Diego Tapia

Personal information
- Full name: Diego Andrés Tapia Rojas
- Date of birth: 7 May 1995 (age 30)
- Place of birth: Arica, Chile
- Height: 1.86 m (6 ft 1 in)
- Position: Goalkeeper

Team information
- Current team: Cobreloa

Youth career
- San Marcos

Senior career*
- Years: Team / Apps / (Gls)
- 2016–2018: San Marcos / 3 / (0)
- 2017: → Sport Victoria (loan)
- 2019: Curicó Unido / 0 / (0)
- 2019: Barnechea / 0 / (0)
- 2020–2023: Magallanes / 12 / (0)
- 2021: → Colchagua / 2 / (0)
- 2024–2025: Ñublense / 4 / (0)
- 2026–: Cobreloa / 0 / (0)

= Diego Tapia =

Chilean footballer

Diego Andrés Tapia Rojas (7 May 1995) is a Chilean footballer who plays as a goalkeeper for Cobreloa.

==Club career==
Born in Arica, Chile, Tapia is a product of the local team, San Marcos de Arica. In 2017, he was loaned out to Peruvian club Sport Victoria. Back to San Marcos in 2018, he made his debut with them.

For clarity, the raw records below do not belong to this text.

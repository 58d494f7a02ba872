//! Register and unregister jobs
//!
//! Jobs run as tokio tasks. Every step that touches live objects is posted
//! to the core domain; store work goes through the `RegistrationStore`.
//! A finished job reports back to the core domain, which completes every
//! caller that joined it and starts the next job for the same pattern.

mod coordinator;
mod register;
mod unregister;

pub use coordinator::{JobCoordinator, JobEntry, JobId, JobKind, RegistrationCallback, Scheduled};
pub(crate) use register::RegisterJob;
pub(crate) use unregister::UnregisterJob;

use url::Url;
use warden_storage::{origin_of, RegistrationId, RegistrationStore};

use crate::error::{ServiceWorkerError, ServiceWorkerResult};
use crate::mailbox::CoreSender;
use crate::registration::RegistrationInfo;

/// What a running job needs to reach the core domain and the store
#[derive(Clone)]
pub(crate) struct JobContext {
    pub job_id: JobId,
    pub pattern: Url,
    pub core: CoreSender,
    pub store: RegistrationStore,
}

impl JobContext {
    /// Hand the result to the core domain
    pub(crate) fn complete(&self, result: ServiceWorkerResult<Option<RegistrationInfo>>) {
        let pattern = self.pattern.clone();
        let job_id = self.job_id;
        self.core
            .post(move |core| core.complete_job(pattern, job_id, result));
    }

    pub(crate) fn origin(&self) -> ServiceWorkerResult<String> {
        origin_of(&self.pattern).ok_or_else(|| {
            ServiceWorkerError::Security(format!("{} has an opaque origin", self.pattern))
        })
    }

    /// Delete a registration from the store, then from the live set
    pub(crate) async fn delete_registration(
        &self,
        registration_id: RegistrationId,
    ) -> ServiceWorkerResult<()> {
        self.store
            .delete_registration(registration_id, self.origin()?)
            .await?;
        self.core
            .call(move |core| core.remove_registration(registration_id))
            .await?;
        Ok(())
    }
}

/// Find the registration for exactly `pattern`, adopting a stored one into
/// the live set when it is not loaded yet
pub(crate) async fn find_registration_for_pattern(
    core: &CoreSender,
    store: &RegistrationStore,
    pattern: &Url,
) -> ServiceWorkerResult<RegistrationInfo> {
    let lookup = pattern.clone();
    if let Some(info) = core
        .call(move |core| core.live_registration_for_pattern(&lookup))
        .await?
    {
        return Ok(info);
    }

    let origin = origin_of(pattern).ok_or(ServiceWorkerError::NotFound)?;
    let data = store
        .get_registrations_for_origin(origin)
        .await?
        .into_iter()
        .find(|data| data.scope == *pattern)
        .ok_or(ServiceWorkerError::NotFound)?;

    core.call(move |core| core.adopt_stored_registration(data))
        .await?
}
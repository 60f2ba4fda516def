//! Event bus for workflow progress.
//!
//! Provides an `EventBus` that distributes `EngineEvent` messages to all
//! subscribers via a `tokio::sync::broadcast` channel.

pub mod bus;

pub use bus::EventBus;
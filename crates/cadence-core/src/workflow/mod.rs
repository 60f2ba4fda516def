//! Workflow engine core: planning, unit execution and wave scheduling.
//!
//! - `definition` -- unit-set validation and definition errors
//! - `template` -- `{{placeholder}}` scanning and prompt rendering
//! - `dag` -- dependency analysis, cycle detection, wave plans
//! - `context` -- per-run output store with `prev_output` chaining
//! - `retry` -- cancellable retry executor
//! - `unit_runner` -- render, generate, validate one unit
//! - `wave` -- bounded-pool wave executor with timeouts
//! - `checkpoint` -- durable state for resumable runs
//! - `executor` -- the `WorkflowEngine` entry point

pub mod checkpoint;
pub mod context;
pub mod dag;
pub mod definition;
pub mod executor;
pub mod retry;
pub mod template;
pub mod unit_runner;
pub mod wave;
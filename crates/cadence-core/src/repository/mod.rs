//! Repository trait definitions (ports).
//!
//! These traits define the storage interface that the infrastructure layer
//! (cadence-infra) implements. The core crate never depends on any specific
//! storage technology; `InMemoryStateStore` covers tests and single-process
//! use.

pub mod box_store;
pub mod memory;
pub mod state;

After being a member of Curicó Unido and Barnechea during 2019, Tapia joined Magallanes in January 2020. A player during a successful stint of the club, he won the 2022 Primera B, the 2022 Copa Chile and the 2023 Supercopa de Chile. He continued with them for the 2023 Primera División and took part in both the 2023 Copa Libertadores and 2023 Copa Sudamericana. As a player of Magallanes, he also had a stint on loan with Colchagua in the 2021 Segunda División Profesional.

In January 2024, Tapia signed with Ñublense in the Chilean Primera División.

In December 2025, Tapia joined Cobreloa for the 2026 season.

==Personal life==
Diego is the older brother of the also goalkeeper, Benjamín Tapia.

Tapia has publicly declared himself a supporter of Cobreloa.